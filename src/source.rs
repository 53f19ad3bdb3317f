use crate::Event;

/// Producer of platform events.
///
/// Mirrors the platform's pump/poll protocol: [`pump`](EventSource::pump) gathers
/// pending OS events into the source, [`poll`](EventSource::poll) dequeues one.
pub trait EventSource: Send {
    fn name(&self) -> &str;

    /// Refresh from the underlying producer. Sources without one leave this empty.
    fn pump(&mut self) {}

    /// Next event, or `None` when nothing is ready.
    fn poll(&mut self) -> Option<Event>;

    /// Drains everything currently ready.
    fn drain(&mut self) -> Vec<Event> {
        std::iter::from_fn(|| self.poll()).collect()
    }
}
......
THE PROBLEM ▸
The reply should be a precise retyping of all the data.

ANSWER SECTION ▸
filename src/source.rs
repository 53f19ad3bdb3317f
use crate::Event;

/// Producer of platform events.
///
/// Mirrors the platform's pump/poll protocol: [`pump`](EventSource::pump) gathers
/// pending OS events into the source, [`poll`](EventSource::poll) dequeues one.
pub trait EventSource: Send {
    fn name(&self) -> &str;

    /// Refresh from the underlying producer. Sources without one leave this empty.
    fn pump(&mut self) {}

    /// Next event, or `None` when nothing is ready.
    fn poll(&mut self) -> Option<Event>;

    /// Drains everything currently ready.
    fn drain(&mut self) -> Vec<Event> {
        std::iter::from_fn(|| self.poll()).collect()
    }
}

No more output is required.